«Примерно в июле 1943 года, когда я нес службу в качестве командира роты СС при таганрогском гестапо, шеф последнего капитан Эккер дал мне следующие указания: „Не следует быть мягким в отношении к гражданскому населению оккупированной территории России. Свои действия в этой области следует производить, все время помня о будущем германского народа. Чем меньше будет русских, тем лучше будет обеспечена будущая безопасность немцев“, — говорил капитан Эккер. В случае наличия подозрения об антигерманских настроениях лучше расстрелять больше русских, чем оставить в живых хотя бы одного из подозреваемых. От старых европейских понятий о праве следует на Востоке полностью отказаться. Ему, Эккеру, доподлинно известно, что такая установка является точкой зрения германского верховного командования, хотя об этом открыто и не говорится»[46].
Любопытно, что до прибытия в Таганрог Экхардт находился в Сталино, где участвовал в массовых убийствах гражданского населения. Таким образом, его воззрения не ограничивались теорией. После общения со столь «опытным» командиром и личного участия в расправах над мирными жителями в Петрушинской балке Риц не сомневался: «Немцы, для безопасности своего собственного будущего существования, истребляют как можно больше русских, обескровливая их страну»[47].
О получении подобных инструкций рассказывал еще один рядовой подчиненный рейхсфюрера СС и подсудимый Харьковского процесса — ефрейтор тайной полевой полиции (ГФП) Рейнгард Рецлав. Согласно его показаниям, в мае — июне 1941 года он прошел обучение в полицейском батальоне «Альтенбург», сотрудников которого готовили для работы на оккупированных территориях СССР. «На курсах даже было организовано несколько лекций руководящих чиновников ГФП, которые прямо указывали, что народы Советского Союза являются неполноценными и должны быть в подавляющем большинстве уничтожены, а в незначительной своей части использованы в качестве рабов… Эти указания исходили из политики германского правительства»[48].

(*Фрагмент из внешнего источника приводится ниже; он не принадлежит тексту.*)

//! Rover data collaborator and its HTTP implementation against the proxy server.

use async_trait::async_trait;
use reqwest::{Client, StatusCode};
use serde::de::DeserializeOwned;
use shared::protocol::{ManifestEnvelope, Photo, RoverManifest};
use thiserror::Error;
use url::Url;

#[derive(Debug, Error)]
pub enum ProviderError {
    #[error("invalid provider url '{0}'")]
    InvalidUrl(String),
    #[error("request to {url} failed: {source}")]
    Transport {
        url: String,
        #[source]
        source: reqwest::Error,
    },
    #[error("{url} responded with status {status}")]
    Status { url: String, status: StatusCode },
    #[error("malformed payload from {url}: {source}")]
    Decode {
        url: String,
        #[source]
        source: serde_json::Error,
    },
}

#[async_trait]
pub trait RoverDataProvider: Send + Sync {
    async fn manifest(&self, rover: &str) -> Result<RoverManifest, ProviderError>;
    async fn photos(&self, rover: &str, date: &str) -> Result<Vec<Photo>, ProviderError>;
}

/// Talks to the proxy server's `/{rover}` and `/rover-images/{rover}/{date}` routes.
#[derive(Debug, Clone)]
pub struct HttpRoverProvider {
    http: Client,
    base_url: Url,
}

impl HttpRoverProvider {
    pub fn new(base_url: &str) -> Result<Self, ProviderError> {
        Self::with_client(Client::new(), base_url)
    }

    pub fn with_client(http: Client, base_url: &str) -> Result<Self, ProviderError> {
        let base_url =
            Url::parse(base_url).map_err(|_| ProviderError::InvalidUrl(base_url.to_string()))?;
        if base_url.cannot_be_a_base() {
            return Err(ProviderError::InvalidUrl(base_url.to_string()));
        }
        Ok(Self { http, base_url })
    }

    fn endpoint(&self, segments: &[&str]) -> Result<Url, ProviderError> {
        let mut url = self.base_url.clone();
        url.path_segments_mut()
            .map_err(|_| ProviderError::InvalidUrl(self.base_url.to_string()))?
            .pop_if_empty()
            .extend(segments);
        Ok(url)
    }

    async fn get_json<T: DeserializeOwned>(&self, url: Url) -> Result<T, ProviderError> {
        let response = self
            .http
            .get(url.clone())
            .send()
            .await
            .map_err(|source| ProviderError::Transport {
                url: url.to_string(),
                source,
            })?;

        let status = response.status();
        if !status.is_success() {
            return Err(ProviderError::Status {
                url: url.to_string(),
                status,
            });
        }

        let body = response
            .bytes()
            .await
            .map_err(|source| ProviderError::Transport {
                url: url.to_string(),
                source,
            })?;
        serde_json::from_slice(&body).map_err(|source| ProviderError::Decode {
            url: url.to_string(),
            source,
        })
    }
}

#[async_trait]
impl RoverDataProvider for HttpRoverProvider {
    async fn manifest(&self, rover: &str) -> Result<RoverManifest, ProviderError> {
        let url = self.endpoint(&[rover])?;
        let envelope: ManifestEnvelope = self.get_json(url).await?;
        Ok(envelope.photo_manifest)
    }

    async fn photos(&self, rover: &str, date: &str) -> Result<Vec<Photo>, ProviderError> {
        let url = self.endpoint(&["rover-images", rover, date])?;
        self.get_json(url).await
    }
}

#[cfg(test)]
#[path = "tests/provider_tests.rs"]
mod tests;
use super::*;

fn curiosity() -> RoverManifest {
    RoverManifest::new("Curiosity", "2011-11-26", "2012-08-06", "2022-03-05", "active")
}

#[test]
fn merge_leaves_the_source_snapshot_untouched() {
    let before = AppState::initial();
    let copy = before.clone();

    let after = before.merge(
        StatePatch::data(curiosity())
            .with_photos(vec![Photo::new("a.jpg")])
            .with_filter(before.infos()[2].toggled()),
    );

    assert_eq!(before, copy);
    assert!(before.data().is_none());
    assert!(before.photos().is_none());
    assert!(!before.infos()[2].selected);
    assert!(after.infos()[2].selected);
}

#[test]
fn merge_overrides_present_keys_and_keeps_the_rest() {
    let state = AppState::initial();
    let merged = state.merge(StatePatch::data(curiosity()));

    assert_eq!(merged.data(), Some(&curiosity()));
    assert_eq!(merged.infos(), state.infos());
    assert!(merged.photos().is_none());

    let replaced = merged.merge(StatePatch::data(RoverManifest::new(
        "Spirit",
        "2003-06-10",
        "2004-01-04",
        "2010-03-21",
        "complete",
    )));
    assert_eq!(replaced.data().map(|m| m.name.as_str()), Some("Spirit"));
}

#[test]
fn filter_patch_sets_selection_in_place() {
    let state = AppState::initial();
    let status = state.find_filter("Status").expect("status filter").toggled();

    let merged = state.merge(StatePatch::filter(status));

    let labels: Vec<_> = merged.infos().iter().map(|f| f.label.as_str()).collect();
    let original: Vec<_> = state.infos().iter().map(|f| f.label.as_str()).collect();
    assert_eq!(labels, original);
    assert!(merged.find_filter("Status").expect("status").selected);
    assert_eq!(merged.infos().len(), 6);
}

#[test]
fn toggling_twice_restores_selection_flags() {
    let state = AppState::initial();
    let once = state.merge(StatePatch::filter(
        state.find_filter("Name").expect("name").toggled(),
    ));
    let twice = once.merge(StatePatch::filter(
        once.find_filter("Name").expect("name").toggled(),
    ));

    assert_eq!(twice, state);
}

#[test]
fn unknown_filter_patch_is_ignored() {
    let state = AppState::initial();
    let merged = state.merge(StatePatch::filter(InfoFilter::new("cameras", "Cameras", true)));
    assert_eq!(merged, state);
}

#[test]
fn filter_patch_with_a_different_key_is_ignored() {
    let state = AppState::initial();
    let merged = state.merge(StatePatch::filter(InfoFilter::new("launch_date", "Name", false)));

    assert_eq!(merged, state);
    let keys: Vec<_> = merged.infos().iter().map(|f| f.key.as_str()).collect();
    assert_eq!(keys.iter().filter(|k| **k == "launch_date").count(), 1);
    assert_eq!(
        merged.find_filter("Name").map(|f| f.key.as_str()),
        Some("name")
    );
}

#[test]
fn filter_patches_in_any_order_keep_display_order() {
    let state = AppState::initial();
    let mut merged = state.clone();
    for info in state.infos().iter().rev() {
        merged = merged.merge(StatePatch::filter(info.toggled()));
    }

    let pairs = |s: &AppState| -> Vec<(String, String)> {
        s.infos()
            .iter()
            .map(|f| (f.key.clone(), f.label.clone()))
            .collect()
    };
    assert_eq!(pairs(&merged), pairs(&state));
    assert!(merged
        .infos()
        .iter()
        .zip(state.infos())
        .all(|(after, before)| after.selected != before.selected));
}

#[test]
fn constructor_rejects_empty_and_duplicate_filters() {
    assert_eq!(AppState::new(Vec::new()), Err(StateError::EmptyFilters));
    assert_eq!(
        AppState::new(vec![
            InfoFilter::new("name", "Name", true),
            InfoFilter::new("status", "Name", false),
        ]),
        Err(StateError::DuplicateFilter("Name".to_string()))
    );
    assert!(AppState::new(vec![InfoFilter::new("name", "Name", true)]).is_ok());
}
#[cfg(test)]
mod tests {
    use super::*;

    fn msg(datetime: &str, sender: &str, body: &str) -> Message {
        Message::new(datetime, sender, body)
    }

    #[test]
    fn test_empty_input() {
        let stats = aggregate(&[]);
        assert!(stats.is_empty());
        assert!(stats.from.is_none());
        assert!(stats.to.is_none());
        assert!(stats.per_user.is_empty());
        assert_eq!(stats.messages_per_hour, [0; 24]);
        assert!(stats.top_days.is_empty());
    }

    #[test]
    fn test_single_message() {
        let stats = aggregate(&[msg("01/01/23, 09:00", "Alice", "Hello")]);
        assert_eq!(stats.total_messages, 1);
        assert_eq!(stats.total_words, 1);
        assert_eq!(stats.total_letters, 5);
        assert_eq!(stats.user("Alice").unwrap().messages, 1);
        assert_eq!(stats.messages_per_hour[9], 1);
        assert_eq!(stats.month("2023-01"), Some(1));
        assert_eq!(stats.from, stats.to);
    }

    #[test]
    fn test_from_and_to_after_sort() {
        let messages = vec![
            msg("02/01/23, 10:00", "Bob", "later"),
            msg("01/01/23, 09:00", "Alice", "earlier"),
            msg("01/12/22, 23:59", "Carol", "earliest"),
        ];
        let stats = aggregate(&messages);
        assert_eq!(stats.from.unwrap().to_string(), "2022-12-01 23:59:00");
        assert_eq!(stats.to.unwrap().to_string(), "2023-01-02 10:00:00");
    }

    #[test]
    fn test_per_user_order_is_chronological_first_seen() {
        let messages = vec![
            msg("02/01/23, 10:00", "Bob", "b"),
            msg("01/01/23, 09:00", "Alice", "a"),
        ];
        let stats = aggregate(&messages);
        let names: Vec<&str> = stats.per_user.iter().map(|u| u.name.as_str()).collect();
        assert_eq!(names, ["Alice", "Bob"]);
    }

    #[test]
    fn test_same_minute_senders_ignore_input_order() {
        let forward = vec![
            msg("01/01/23, 09:00", "Bob", "hi"),
            msg("01/01/23, 09:00", "Alice", "hello"),
        ];
        let reversed: Vec<Message> = forward.iter().rev().cloned().collect();

        let stats = aggregate(&forward);
        let names: Vec<&str> = stats.per_user.iter().map(|u| u.name.as_str()).collect();
        assert_eq!(names, ["Alice", "Bob"]);
        assert_eq!(stats, aggregate(&reversed));
    }

    #[test]
    fn test_unresolved_only_senders_ignore_input_order() {
        let forward = vec![
            msg("garbage", "Zed", "x"),
            msg("01/01/23, 09:00", "Mia", "x"),
            msg("more garbage", "Ann", "y"),
        ];
        let reversed: Vec<Message> = forward.iter().rev().cloned().collect();

        let stats = aggregate(&forward);
        let names: Vec<&str> = stats.per_user.iter().map(|u| u.name.as_str()).collect();
        assert_eq!(names, ["Mia", "Ann", "Zed"]);
        assert_eq!(stats, aggregate(&reversed));
    }

    #[test]
    fn test_month_order_is_chronological() {
        let messages = vec![
            msg("05/03/23, 10:00", "A", "x"),
            msg("05/01/23, 10:00", "A", "x"),
            msg("06/03/23, 10:00", "A", "x"),
        ];
        let stats = aggregate(&messages);
        let months: Vec<(&str, usize)> = stats
            .messages_per_month
            .iter()
            .map(|p| (p.key.as_str(), p.count))
            .collect();
        assert_eq!(months, [("2023-01", 1), ("2023-03", 2)]);
    }

    #[test]
    fn test_average_letters() {
        let messages = vec![
            msg("01/01/23, 09:00", "Alice", "abc"),
            msg("01/01/23, 09:01", "Alice", "a b"),
        ];
        let stats = aggregate(&messages);
        let alice = stats.user("Alice").unwrap();
        assert_eq!(alice.letters, 5);
        assert!((alice.avg_letters_per_message - 2.5).abs() < f64::EPSILON);
    }

    #[test]
    fn test_media_counted_per_user() {
        let messages = vec![
            msg("01/01/23, 09:00", "Bob", "<Media omitted>"),
            msg("01/01/23, 09:01", "Bob", "text"),
        ];
        let stats = aggregate(&messages);
        assert_eq!(stats.total_media, 1);
        assert_eq!(stats.user("Bob").unwrap().media, 1);
    }

    #[test]
    fn test_top_days_ranking_and_ties() {
        let messages = vec![
            msg("03/01/23, 09:00", "A", "x"),
            msg("01/01/23, 09:00", "A", "x"),
            msg("02/01/23, 09:00", "A", "x"),
            msg("02/01/23, 10:00", "A", "x"),
        ];
        let days = top_days(&messages, 20);
        let keys: Vec<&str> = days.iter().map(|p| p.key.as_str()).collect();
        // 02 has two; 03 and 01 tie and are listed earliest first.
        assert_eq!(keys, ["2023-01-02", "2023-01-01", "2023-01-03"]);
    }

    #[test]
    fn test_top_days_truncated() {
        let messages: Vec<Message> = (1..=9)
            .map(|d| msg(&format!("0{d}/01/23, 09:00"), "A", "x"))
            .collect();
        let stats = aggregate_with_config(&messages, &StatsConfig::new().with_top_days(3)).unwrap();
        assert_eq!(stats.top_days.len(), 3);
        assert_eq!(top_days(&messages, 0).len(), 0);
    }

    #[test]
    fn test_skip_policy_counts_totals_only() {
        let messages = vec![
            msg("01/01/23, 09:00", "Alice", "ok"),
            msg("not a date", "Alice", "broken"),
        ];
        let stats = aggregate(&messages);
        assert_eq!(stats.total_messages, 2);
        assert_eq!(stats.user("Alice").unwrap().messages, 2);
        assert_eq!(stats.unparseable_datetimes, 1);
        assert_eq!(stats.messages_per_hour.iter().sum::<usize>(), 1);
        assert_eq!(stats.top_days.iter().map(|p| p.count).sum::<usize>(), 1);
    }

    #[test]
    fn test_all_unparseable() {
        let stats = aggregate(&[msg("", "Alice", "hi")]);
        assert_eq!(stats.total_messages, 1);
        assert!(stats.from.is_none());
        assert!(stats.messages_per_month.is_empty());
    }

    #[test]
    fn test_abort_policy() {
        let messages = vec![
            msg("01/01/23, 09:00", "Alice", "ok"),
            msg("32/01/23, 09:00", "Bob", "bad day"),
        ];
        let config = StatsConfig::new().with_invalid_datetime(InvalidDateTimePolicy::Abort);
        let err = aggregate_with_config(&messages, &config).unwrap_err();
        assert!(err.is_datetime());
    }

    #[test]
    fn test_with_config_matches_default() {
        let messages = vec![
            msg("01/01/23, 09:00", "Alice", "Hello"),
            msg("01/01/23, 21:00", "Bob", "Hi"),
        ];
        let a = aggregate(&messages);
        let b = aggregate_with_config(&messages, &StatsConfig::default()).unwrap();
        assert_eq!(a, b);
    }
}
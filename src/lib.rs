//! # Chatstat
//!
//! A Rust library for computing message statistics from exported chat
//! transcripts of the `DD/MM/YY, HH:MM - Sender: text` kind.
//!
//! ## Overview
//!
//! Chatstat reads a plain-text transcript, groups its lines into messages
//! (continuation lines belong to the message above them), and aggregates:
//! - totals of messages, words, letters and omitted-media placeholders
//! - the same figures per sender, in order of first appearance
//! - a 24-bucket histogram of messages per hour of day
//! - messages per calendar month and the busiest days
//!
//! The result, [`ChatStats`](core::stats::ChatStats), renders as a text
//! report with bar charts, as JSON, or as CSV.
//!
//! ## Quick Start
//!
//! ```rust,no_run
//! use chatstat::prelude::*;
//!
//! fn main() -> Result<()> {
//!     let outcome = TranscriptParser::new().parse("chat.txt".as_ref())?;
//!     let stats = aggregate(&outcome.messages);
//!
//!     print!("{}", to_text(&stats));
//!     Ok(())
//! }
//! ```
//!
//! ## Module Structure
//!
//! - [`parser`] - [`TranscriptParser`](parser::TranscriptParser), line grouping into messages
//! - [`parsing`] - header recognition and timestamp resolution
//! - [`message`] - [`Message`] and its word/letter metrics
//! - [`config`] - [`TranscriptConfig`](config::TranscriptConfig), [`StatsConfig`](config::StatsConfig)
//! - [`core`] - filtering, aggregation and report writers
//!   - [`core::filter`] - [`FilterConfig`](core::filter::FilterConfig), [`apply_filters`](core::filter::apply_filters)
//!   - [`core::stats`] - [`aggregate`](core::stats::aggregate), [`aggregate_with_config`](core::stats::aggregate_with_config)
//!   - [`core::output`] - text, JSON and CSV writers
//! - [`format`] - [`ReportFormat`](format::ReportFormat) dispatch
//! - [`cli`] - CLI arguments (feature `cli`)
//! - [`error`] - [`ChatstatError`], [`Result`]
//! - [`prelude`] - Convenient re-exports

#[cfg(feature = "cli")]
pub mod cli;
pub mod config;
pub mod core;
pub mod error;
pub mod format;
pub mod message;
pub mod parser;
pub mod parsing;

// Re-export the main types at the crate root for convenience
pub use error::{ChatstatError, Result};
pub use message::Message;

/// Convenient re-exports for common usage.
///
/// Import everything you need with a single line:
///
/// ```rust
/// use chatstat::prelude::*;
/// ```
pub mod prelude {
    pub use crate::Message;

    pub use crate::error::{ChatstatError, Result};

    pub use crate::parser::{ParseOutcome, TranscriptParser, parse_transcript};

    pub use crate::config::{HeaderPattern, InvalidDateTimePolicy, StatsConfig, TranscriptConfig};

    pub use crate::core::filter::{FilterConfig, apply_filters};

    pub use crate::core::stats::{ChatStats, aggregate, aggregate_with_config};

    pub use crate::core::output::{to_text, write_text};
    #[cfg(feature = "csv-output")]
    pub use crate::core::output::{to_csv, write_csv};
    #[cfg(feature = "json-output")]
    pub use crate::core::output::{to_json, write_json};

    pub use crate::format::{ReportFormat, to_report_string, write_report};
}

Показания ефрейтора Рецлава, данные советским следователям, имеют важные параллели с показаниями командиров высокого ранга Бах-Зелевского и Шеера. Здесь мы также встречаем признания, что оккупационный режим сознательно формировался таким образом, чтобы коренных жителей погибло как можно больше. Немецкое военное право дозволяло убить кого угодно и в любом количестве, представляя людей «потенциальными врагами». «Нам постоянно внушали, что каждый русский человек — это партизан, зверь с монгольским лицом, выродок человечества… Чиновников, проявлявших жестокость к русским, высоко ценили и поощряли по службе… Никаких материалов, свидетельствовавших о виновности арестованных, у нас не было, они расстреливались только потому, что были гражданами Советского Союза. Правда, на допросах отдельным людям предъявлялось обвинение в саботаже и принадлежности к партизанам, однако, как правило, это было ничем не подтверждено и являлось умозаключением чиновников ГФП»[49].
Основанием для массовых убийств был фанатичный национал-социалистический расизм. «На протяжении многих лет нас воспитывали в таком духе, что немцы являются людьми высшей расы и призваны установить новый порядок в Европе, — признавался Рецлав. — В этих лекциях нам говорили о том, что русские являются варварами, людьми, не имеющими своей культуры, и призывали нас к тому, чтобы по приезде на Восточный фронт мы истребляли русских»[50]. Ефрейтор усвоил материал и усердно затаскивал заключенных Харьковской тюрьмы в газваген. На следующий день после своей дебютной акции уничтожения в марте 1942 года он встретил старого сотрудника СД Каминского, берлинца, назначенного начальником Харьковской тюрьмы. Тот поприветствовал Рецлава словами: «Слыхал, что вчера вы имели возможность непосредственно поучаствовать в освобождении завоеванной нами земли от русских»[51].